Germany has already imposed tough conditions on electorally-damaging support for profligate neighbours, while British finance minister George Osborne is determined to ensure non-euro London will not be locked into future eurozone bailouts under a European Stability Mechanism due to be set up by EU leaders.
Paul Hofheinz, the head of the Lisbon Council think tank and a 13-year veteran of the Brussels political scene, expects coalition horse-trading to deliver a government in Helsinki that will cough up for Portugal.

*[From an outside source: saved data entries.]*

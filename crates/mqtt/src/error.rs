//! Error type for transport setup.
//!
//! Runtime broker failures (refused connect, rejected publish, failed
//! disconnect) are not errors in this sense: they are reported as
//! [`BrokerStatus`](crate::BrokerStatus) values because the caller turns them
//! into exit codes. `TransferError` covers what can go wrong before the first
//! packet is sent.

use thiserror::Error;

#[derive(Debug, Error)]
pub enum TransferError {
    /// The MQTT client could not be constructed.
    #[error("Client setup error: {0}")]
    ClientSetup(String),

    /// Broker settings failed validation.
    #[error("Configuration error: {0}")]
    ConfigError(#[from] validator::ValidationErrors),
}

“The economic issues implied by the possibility of Portuguese default are so large I’m inclined to think they will find a solution — this is a major strategy matter for all of Europe. I don’t buy the Doomsday scenario,” he said.
“There is a lot of movement away from solidarity,” Hofheinz noted, citing a second referendum in Iceland that saw voters reject a deal to repay British and Dutch taxpayers for bailing out savers who lost deposits in failed Reykjavik banks.
But, he underlined, “only people with very short memories and little knowledge of economics can think a default is in any way a good thing,” referring to the worst-case scenario for Greece.
For the wealthy north, southern Europe is one “that doesn’t work and which runs up debts,” noted Jean-Dominique Giuliani, a vastly-experienced Brussels analyst with the Robert Schuman Foundation.
The message from Brussels is “severe, punishing, a bit sinister and cold — offering little hope,” and yet “Europe has no other option but to be tough on economic policy,” he stressed.